General information
- Location: Railway Street, Lidcombe Australia
- Coordinates: 33°51′53″S 151°03′09″E﻿ / ﻿33.8646°S 151.0525°E
- Operator: Department of Railways
- Line: Main Suburban Line
- Distance: 15.831 kilometres (9.837 mi) from Central
- Platforms: 2 (side)
- Tracks: 2

Construction
- Structure type: Ground

Other information
- Status: Closed

History
- Opened: 1887
- Closed: 1967
- Former names: Necropolis (c.1887-1914)

Services
| Preceding station | Former services |  |  | Following station |
| Lidcombe towards Bourke |  | Main Western Line |  | Flemington towards Sydney |

Location

= Rookwood railway station, Sydney =

Former railway station in Sydney, Australia

Rookwood railway station was a railway station on Sydney's Main Suburban railway line, which served the Rookwood Cemetery, and the suburb of Rookwood.
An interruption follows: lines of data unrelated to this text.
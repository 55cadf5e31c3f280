//! Nonbindable Phase
//!
//! `ngNonBindable` applies to every descendant of the element carrying it, so the element's
//! contents are wrapped in `ɵɵdisableBindings()` and `ɵɵenableBindings()`.

use indexmap::IndexSet;

use crate::error::Result;
use crate::template::pipeline::ir::{create_disable_bindings_op, create_enable_bindings_op, CreateOp, OpId, XrefId};
use crate::template::pipeline::src::compilation::CompilationJob;

enum Toggle {
    DisableAfter(OpId, XrefId),
    EnableBefore(OpId, XrefId),
}

pub fn disable_bindings(job: &mut CompilationJob) -> Result<()> {
    for unit in job.units_mut() {
        let mut open: IndexSet<XrefId> = IndexSet::new();
        let mut toggles = Vec::new();
        for (id, op) in unit.create.iter_with_ids() {
            match op {
                CreateOp::ElementStart(el) if el.non_bindable => {
                    open.insert(el.xref);
                    toggles.push(Toggle::DisableAfter(id, el.xref));
                }
                CreateOp::ContainerStart(container) if container.non_bindable => {
                    open.insert(container.xref);
                    toggles.push(Toggle::DisableAfter(id, container.xref));
                }
                CreateOp::ElementEnd(end) | CreateOp::ContainerEnd(end) if open.contains(&end.xref) => {
                    toggles.push(Toggle::EnableBefore(id, end.xref));
                }
                _ => {}
            }
        }
        for toggle in toggles {
            match toggle {
                Toggle::DisableAfter(anchor, xref) => unit.create.insert_after(anchor, create_disable_bindings_op(xref))?,
                Toggle::EnableBefore(anchor, xref) => unit.create.insert_before(anchor, create_enable_bindings_op(xref))?,
            };
        }
    }
    Ok(())
}

#[cfg(test)]
mod tests {
    use super::*;
    use crate::config::PipelineConfig;
    use crate::constant_pool::ConstantPool;
    use crate::parse_util::{ParseSourceFile, ParseSourceSpan};
    use crate::template::pipeline::ir::{
        create_element_end_op, create_element_start_op, create_text_op, Namespace, Op, OpKind,
    };
    use std::sync::Arc;

    fn span() -> ParseSourceSpan {
        let file = Arc::new(ParseSourceFile::new("<div ngNonBindable>{{ a }}<p></p></div>", "test.html"));
        ParseSourceSpan::from_offsets(&file, 0, 19)
    }

    #[test]
    fn non_bindable_contents_are_wrapped() {
        let mut job = CompilationJob::component("Cmp", ConstantPool::new(), PipelineConfig::default());
        let (div, text, p) = (job.allocate_xref_id(), job.allocate_xref_id(), job.allocate_xref_id());
        let mut start = create_element_start_op("div", div, Namespace::HTML, span(), span());
        start.non_bindable = true;
        let unit = job.root_unit_mut();
        unit.create.push(CreateOp::ElementStart(start));
        unit.create.push(create_text_op(text, "{{ a }}", None));
        unit.create.push(CreateOp::ElementStart(create_element_start_op("p", p, Namespace::HTML, span(), span())));
        unit.create.push(CreateOp::ElementEnd(create_element_end_op(p, None)));
        unit.create.push(CreateOp::ElementEnd(create_element_end_op(div, None)));

        disable_bindings(&mut job).unwrap();

        let kinds: Vec<OpKind> = job.root_unit().create.iter().map(Op::kind).collect();
        assert_eq!(
            kinds,
            vec![
                OpKind::ElementStart,
                OpKind::DisableBindings,
                OpKind::Text,
                OpKind::ElementStart,
                OpKind::ElementEnd,
                OpKind::EnableBindings,
                OpKind::ElementEnd,
            ]
        );
    }

    #[test]
    fn bindable_elements_are_untouched() {
        let mut job = CompilationJob::component("Cmp", ConstantPool::new(), PipelineConfig::default());
        let div = job.allocate_xref_id();
        let unit = job.root_unit_mut();
        unit.create.push(CreateOp::ElementStart(create_element_start_op("div", div, Namespace::HTML, span(), span())));
        unit.create.push(CreateOp::ElementEnd(create_element_end_op(div, None)));

        disable_bindings(&mut job).unwrap();

        assert_eq!(job.root_unit().create.len(), 2);
    }
}
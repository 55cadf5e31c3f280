//! Pipeline Source Module
//!
//! Ingestion, the transformation passes and emission over the template IR.

pub mod compilation;
pub mod conversion;
pub mod emit;
pub mod ingest;
pub mod instruction;
pub mod phases;
pub mod util;

pub use compilation::{CompilationJob, DeferMetadata, JobParts, TemplateCompilationMode, ViewCompilationUnit};
pub use emit::{emit_host_binding_function, emit_template_fn, emit_view};
pub use ingest::{ingest_component, ingest_host_binding, HostBindingInput};
pub use phases::transform;
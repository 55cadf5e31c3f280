//! Schema Module
//!
//! Element schemas and the security contexts of DOM properties and attributes.

pub mod dom_element_schema_registry;
pub mod dom_security_schema;
pub mod element_schema_registry;

pub use dom_element_schema_registry::DomElementSchemaRegistry;
pub use dom_security_schema::is_iframe_security_sensitive_attr;
pub use element_schema_registry::ElementSchemaRegistry;
//! Temporary Variables Phase
//!
//! Finds all assignments and usages of temporary variables, which are linked to each other
//! with cross references. Generates names for each cross reference, and declares them at the
//! beginning of the enclosing op list.
//!
//! A name is reused once the temporary holding it has been read for the final time. Names of
//! temporaries in `@for` track expressions are declared by the generated track function.

use indexmap::{IndexMap, IndexSet};

use crate::error::{CompilerError, Result};
use crate::output::output_ast::{DeclareVarStmt, Expression, Statement, StmtModifier};
use crate::template::pipeline::ir::{
    create_statement_op, CreateOp, OpList, TransformExpressions, UpdateOp, VisitorContextFlag, XrefId,
};
use crate::template::pipeline::src::compilation::CompilationJob;

pub fn generate_temporary_variables(job: &mut CompilationJob) -> Result<()> {
    for unit in job.units_mut() {
        let create_temporaries = generate_create_temporaries(&mut unit.create)?;
        unit.create
            .prepend(create_temporaries.into_iter().map(|stmt| CreateOp::Statement(create_statement_op(stmt))));
        let update_temporaries = generate_update_temporaries(&mut unit.update)?;
        unit.update
            .prepend(update_temporaries.into_iter().map(|stmt| UpdateOp::Statement(create_statement_op(stmt))));
    }
    Ok(())
}

fn generate_create_temporaries(ops: &mut OpList<CreateOp>) -> Result<Vec<Statement>> {
    let mut declared = IndexSet::new();
    for (op_index, op) in ops.iter_mut().enumerate() {
        let names = name_temporaries_in_op(op, op_index)?;
        if let Some(listener) = op.as_listener_mut() {
            let handler_temporaries = generate_update_temporaries(&mut listener.handler_ops)?;
            listener.handler_ops.prepend(
                handler_temporaries
                    .into_iter()
                    .map(|stmt| UpdateOp::Statement(create_statement_op(stmt))),
            );
        }
        if !matches!(op, CreateOp::RepeaterCreate(_)) {
            declared.extend(names);
        }
    }
    Ok(declared.into_iter().map(declare_temporary).collect())
}

fn generate_update_temporaries(ops: &mut OpList<UpdateOp>) -> Result<Vec<Statement>> {
    let mut declared = IndexSet::new();
    for (op_index, op) in ops.iter_mut().enumerate() {
        declared.extend(name_temporaries_in_op(op, op_index)?);
    }
    Ok(declared.into_iter().map(declare_temporary).collect())
}

fn declare_temporary(name: String) -> Statement {
    Statement::DeclareVar(DeclareVarStmt {
        name,
        value: None,
        modifiers: StmtModifier::None,
        source_span: None,
    })
}

/// Names every temporary of one op (ignoring nested handler ops), returning the distinct names.
fn name_temporaries_in_op(op: &mut dyn TransformExpressions, op_index: usize) -> Result<Vec<String>> {
    let mut total_reads: IndexMap<XrefId, usize> = IndexMap::new();
    op.transform_expressions(
        &mut |expr, flags| {
            if !flags.contains(VisitorContextFlag::IN_CHILD_OPERATION) {
                if let Expression::ReadTemporary(read) = &expr {
                    *total_reads.entry(read.xref).or_default() += 1;
                }
            }
            expr
        },
        VisitorContextFlag::NONE,
    );

    let mut count: isize = 0;
    let mut seen_reads: IndexMap<XrefId, usize> = IndexMap::new();
    let mut defs: IndexMap<XrefId, String> = IndexMap::new();
    let mut failure: Option<CompilerError> = None;
    op.transform_expressions(
        &mut |expr, flags| {
            if flags.contains(VisitorContextFlag::IN_CHILD_OPERATION) {
                return expr;
            }
            match expr {
                Expression::AssignTemporary(mut assign) => {
                    let name = defs.entry(assign.xref).or_insert_with(|| {
                        let name = format!("tmp_{}_{}", op_index, count);
                        count += 1;
                        name
                    });
                    assign.name = Some(name.clone());
                    Expression::AssignTemporary(assign)
                }
                Expression::ReadTemporary(mut read) => {
                    let seen = seen_reads.entry(read.xref).or_default();
                    *seen += 1;
                    // After its final read, the temporary's name is free again.
                    if Some(&*seen) == total_reads.get(&read.xref) {
                        count -= 1;
                    }
                    match defs.get(&read.xref) {
                        Some(name) => read.name = Some(name.clone()),
                        None => {
                            failure.get_or_insert(CompilerError::Invariant(format!(
                                "found temporary {:?} read before assignment",
                                read.xref
                            )));
                        }
                    }
                    Expression::ReadTemporary(read)
                }
                other => other,
            }
        },
        VisitorContextFlag::NONE,
    );
    if let Some(error) = failure {
        return Err(error);
    }

    let mut names: Vec<String> = Vec::new();
    for name in defs.into_values() {
        if !names.contains(&name) {
            names.push(name);
        }
    }
    Ok(names)
}
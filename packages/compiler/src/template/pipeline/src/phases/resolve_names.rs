//! Resolve Names Phase
//!
//! Resolves lexical references in views (`LexicalReadExpr`) to either a target variable or to
//! property reads on the top-level component context.
//!
//! Also matches `RestoreViewExpr` expressions with the variables of their corresponding saved
//! views, and rewrites the names ambiently available inside `@for` track expressions.

use indexmap::IndexMap;

use crate::error::{invariant, CompilerError, Result};
use crate::output::output_ast::{self as o, Expression};
use crate::template::pipeline::ir::{
    ContextExpr, CreateOp, EitherXrefIdOrExpression, ExpressionTransform, OpList, ReadVariableExpr,
    RepeaterCreateOp, SemanticVariable, TransformExpressions, UpdateOp, VariableOp, VisitorContextFlag, XrefId,
    transform_expressions_in_expression,
};
use crate::template::pipeline::src::compilation::CompilationJob;

/// A saved view variable: the view it snapshots and the variable holding the snapshot.
#[derive(Debug, Clone, Copy)]
struct SavedView {
    view: XrefId,
    variable: XrefId,
}

/// Names declared by the variable ops of one op list.
#[derive(Debug, Default)]
struct LexicalScope {
    scope: IndexMap<String, XrefId>,
    /// Symbols defined within the current view. They take precedence over inherited ones.
    local_definitions: IndexMap<String, XrefId>,
}

impl LexicalScope {
    fn declare(&mut self, op: &VariableOp, saved_view: &mut Option<SavedView>) {
        match &op.variable {
            SemanticVariable::Identifier(identifier) => {
                if identifier.local {
                    if self.local_definitions.contains_key(&identifier.identifier) {
                        return;
                    }
                    self.local_definitions.insert(identifier.identifier.clone(), op.xref);
                } else if self.scope.contains_key(&identifier.identifier) {
                    return;
                }
                self.scope.insert(identifier.identifier.clone(), op.xref);
            }
            SemanticVariable::Alias(alias) => {
                self.scope.entry(alias.identifier.clone()).or_insert(op.xref);
            }
            SemanticVariable::SavedView(saved) => {
                *saved_view = Some(SavedView {
                    view: saved.view,
                    variable: op.xref,
                });
            }
            SemanticVariable::Context(_) => {}
        }
    }

    fn lookup(&self, name: &str) -> Option<XrefId> {
        self.local_definitions.get(name).or_else(|| self.scope.get(name)).copied()
    }
}

pub fn resolve_names(job: &mut CompilationJob) -> Result<()> {
    let root = job.root;
    for unit in job.units_mut() {
        let view = unit.xref;
        process_create_scope(&mut unit.create, view, root)?;
        process_update_scope(&mut unit.update, view, root, None)?;
    }
    verify_no_lexical_reads(job)
}

fn process_create_scope(ops: &mut OpList<CreateOp>, view: XrefId, root: XrefId) -> Result<()> {
    let mut scope = LexicalScope::default();
    let mut saved_view = None;
    for op in ops.iter() {
        if let CreateOp::Variable(variable) = op {
            scope.declare(variable, &mut saved_view);
        }
    }

    for op in ops.iter_mut() {
        // Listener functions have separate variable declarations, so they are a separate
        // lexical scope.
        if let Some(listener) = op.as_listener_mut() {
            process_update_scope(&mut listener.handler_ops, view, root, saved_view)?;
            continue;
        }
        if let CreateOp::RepeaterCreate(repeater) = op {
            rewrite_track_variables(repeater);
        }
        resolve_in_op(op, &scope, saved_view, view, root)?;
    }
    Ok(())
}

fn process_update_scope(
    ops: &mut OpList<UpdateOp>,
    view: XrefId,
    root: XrefId,
    inherited_saved_view: Option<SavedView>,
) -> Result<()> {
    let mut scope = LexicalScope::default();
    let mut saved_view = inherited_saved_view;
    for op in ops.iter() {
        if let UpdateOp::Variable(variable) = op {
            scope.declare(variable, &mut saved_view);
        }
    }
    for op in ops.iter_mut() {
        resolve_in_op(op, &scope, saved_view, view, root)?;
    }
    Ok(())
}

fn resolve_in_op(
    op: &mut dyn TransformExpressions,
    scope: &LexicalScope,
    saved_view: Option<SavedView>,
    view: XrefId,
    root: XrefId,
) -> Result<()> {
    let mut failure: Option<CompilerError> = None;
    let transform: &mut ExpressionTransform<'_> = &mut |expr, _| match expr {
        Expression::LexicalRead(read) => match scope.lookup(&read.name) {
            Some(xref) => Expression::ReadVariable(ReadVariableExpr::new(xref)),
            // Anything not declared in the view is a property of the component.
            None => Expression::Context(ContextExpr::new(root)).prop(read.name),
        },
        Expression::RestoreView(mut restore) => {
            if let EitherXrefIdOrExpression::XrefId(target) = restore.view {
                match saved_view {
                    Some(saved) if saved.view == target => {
                        restore.view = EitherXrefIdOrExpression::Expression(Box::new(Expression::ReadVariable(
                            ReadVariableExpr::new(saved.variable),
                        )));
                    }
                    _ => {
                        failure.get_or_insert(CompilerError::Invariant(format!(
                            "no saved view {:?} from view {:?}",
                            target, view
                        )));
                    }
                }
            }
            Expression::RestoreView(restore)
        }
        other => other,
    };
    op.transform_expressions(transform, VisitorContextFlag::NONE);
    failure.map_or(Ok(()), Err)
}

/// Inside a track expression the loop item and `$index` are the track function's parameters.
fn rewrite_track_variables(repeater: &mut RepeaterCreateOp) {
    let names = &repeater.var_names;
    let track = std::mem::replace(&mut *repeater.track, o::null_expr());
    *repeater.track = transform_expressions_in_expression(
        track,
        &mut |expr, _| match expr {
            Expression::LexicalRead(read) if read.name == "$index" || names.dollar_index.contains(&read.name) => {
                o::variable("$index")
            }
            Expression::LexicalRead(read) if read.name == names.dollar_implicit => o::variable("$item"),
            other => other,
        },
        VisitorContextFlag::NONE,
    );
}

/// Fails if any lexical read survived resolution.
fn verify_no_lexical_reads(job: &mut CompilationJob) -> Result<()> {
    let mut remaining: Option<String> = None;
    for unit in job.units_mut() {
        unit.visit_expressions(&mut |expr, _| {
            if let Expression::LexicalRead(read) = expr {
                remaining.get_or_insert_with(|| read.name.clone());
            }
        });
    }
    match remaining {
        Some(name) => invariant(format!("no lexical reads should remain, but found read of {}", name)),
        None => Ok(()),
    }
}
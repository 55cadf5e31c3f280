//! Ordering Phase
//!
//! Many type of operations have ordering constraints that must be respected. For example, a
//! `ClassMap` instruction must be ordered after a `StyleMap` instruction, in order to have
//! predictable semantics that match TemplateDefinitionBuilder and don't break applications.
//!
//! Ops are reordered only within runs of handled kinds that target the same element.

use smallvec::SmallVec;

use crate::error::Result;
use crate::template::pipeline::ir::{BindingExpression, CompilationJobKind, CreateOp, Op, OpKind, UpdateOp, XrefId};
use crate::template::pipeline::src::compilation::CompilationJob;

struct Rule<T> {
    test: fn(&T) -> bool,
    transform: Option<fn(Vec<T>) -> Vec<T>>,
}

impl<T> Rule<T> {
    const fn test(test: fn(&T) -> bool) -> Self {
        Rule { test, transform: None }
    }

    const fn keep_last(test: fn(&T) -> bool) -> Self {
        Rule {
            test,
            transform: Some(keep_last),
        }
    }
}

/// Only the last map binding of a kind on an element has any effect.
fn keep_last<T>(mut ops: Vec<T>) -> Vec<T> {
    match ops.pop() {
        Some(last) => vec![last],
        None => ops,
    }
}

fn is_interpolation(op: &UpdateOp) -> bool {
    let expression = match op {
        UpdateOp::Property(op) | UpdateOp::DomProperty(op) | UpdateOp::TwoWayProperty(op) => &op.expression,
        UpdateOp::Attribute(op) => &op.expression,
        _ => return false,
    };
    matches!(expression, BindingExpression::Interpolation(_))
}

const CREATE_ORDERING: &[Rule<CreateOp>] = &[Rule::test(|op: &CreateOp| {
    matches!(op, CreateOp::Listener(_) | CreateOp::TwoWayListener(_))
})];

const UPDATE_ORDERING: &[Rule<UpdateOp>] = &[
    Rule::keep_last(|op: &UpdateOp| op.kind() == OpKind::StyleMap),
    Rule::keep_last(|op: &UpdateOp| op.kind() == OpKind::ClassMap),
    Rule::test(|op: &UpdateOp| op.kind() == OpKind::StyleProp),
    Rule::test(|op: &UpdateOp| op.kind() == OpKind::ClassProp),
    Rule::test(|op: &UpdateOp| op.kind() == OpKind::Attribute && is_interpolation(op)),
    Rule::test(|op: &UpdateOp| op.kind() == OpKind::Property && is_interpolation(op)),
    Rule::test(|op: &UpdateOp| {
        matches!(op.kind(), OpKind::Property | OpKind::TwoWayProperty) && !is_interpolation(op)
    }),
    Rule::test(|op: &UpdateOp| op.kind() == OpKind::Attribute && !is_interpolation(op)),
];

const UPDATE_HOST_ORDERING: &[Rule<UpdateOp>] = &[
    Rule::test(|op: &UpdateOp| op.kind() == OpKind::DomProperty && is_interpolation(op)),
    Rule::test(|op: &UpdateOp| op.kind() == OpKind::DomProperty && !is_interpolation(op)),
    Rule::test(|op: &UpdateOp| op.kind() == OpKind::Attribute),
    Rule::keep_last(|op: &UpdateOp| op.kind() == OpKind::StyleMap),
    Rule::keep_last(|op: &UpdateOp| op.kind() == OpKind::ClassMap),
    Rule::test(|op: &UpdateOp| op.kind() == OpKind::StyleProp),
    Rule::test(|op: &UpdateOp| op.kind() == OpKind::ClassProp),
];

/// Kinds subject to reordering.
fn is_handled(kind: OpKind) -> bool {
    matches!(
        kind,
        OpKind::Listener
            | OpKind::TwoWayListener
            | OpKind::StyleMap
            | OpKind::ClassMap
            | OpKind::StyleProp
            | OpKind::ClassProp
            | OpKind::Property
            | OpKind::TwoWayProperty
            | OpKind::DomProperty
            | OpKind::Attribute
    )
}

pub fn order_ops(job: &mut CompilationJob) -> Result<()> {
    let update_ordering = match job.kind {
        CompilationJobKind::Host => UPDATE_HOST_ORDERING,
        _ => UPDATE_ORDERING,
    };
    for unit in job.units_mut() {
        let create = order_within(unit.create.take_all(), CREATE_ORDERING, |_| None);
        unit.create.push_all(create);
        let update = order_within(unit.update.take_all(), update_ordering, UpdateOp::depends_on_slot_context);
        unit.update.push_all(update);
    }
    Ok(())
}

fn order_within<T: Op>(ops: Vec<T>, ordering: &[Rule<T>], target_of: fn(&T) -> Option<XrefId>) -> Vec<T> {
    let mut ordered = Vec::with_capacity(ops.len());
    let mut to_order: Vec<T> = Vec::new();
    let mut first_target_in_group: Option<XrefId> = None;

    for op in ops {
        let handled = is_handled(op.kind());
        let current_target = target_of(&op);
        let target_changed = matches!(
            (first_target_in_group, current_target),
            (Some(first), Some(current)) if first != current
        );
        if !handled || target_changed {
            ordered.extend(reorder(std::mem::take(&mut to_order), ordering));
            first_target_in_group = None;
        }
        if handled {
            to_order.push(op);
            first_target_in_group = current_target.or(first_target_in_group);
        } else {
            ordered.push(op);
        }
    }
    ordered.extend(reorder(to_order, ordering));
    ordered
}

/// Ops bound to one element per rule; rarely more than a handful.
type Group<T> = SmallVec<[T; 4]>;

fn reorder<T>(ops: Vec<T>, ordering: &[Rule<T>]) -> Vec<T> {
    let mut groups: Vec<Group<T>> = ordering.iter().map(|_| Group::new()).collect();
    let mut unmatched = Vec::new();
    for op in ops {
        match ordering.iter().position(|rule| (rule.test)(&op)) {
            Some(index) => groups[index].push(op),
            None => unmatched.push(op),
        }
    }
    let mut result = Vec::new();
    for (group, rule) in groups.into_iter().zip(ordering) {
        match rule.transform {
            Some(transform) => result.extend(transform(group.into_vec())),
            None => result.extend(group),
        }
    }
    result.extend(unmatched);
    result
}

#[cfg(test)]
mod tests {
    use super::*;

    #[test]
    fn keep_last_drops_earlier_entries() {
        assert_eq!(keep_last(vec![1, 2, 3]), vec![3]);
        assert!(keep_last(Vec::<u8>::new()).is_empty());
    }
}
The station was located between the bridge over Arthur street and the westernmost junction of the Flemington rail yard. It consisted of two single faced platforms, one on the up suburban line and the other on the down suburban line.

==History==
The station opened as Necropolis sometime before 1887. Its name was changed to Rookwood on 1 January 1914. It was closed in 1967.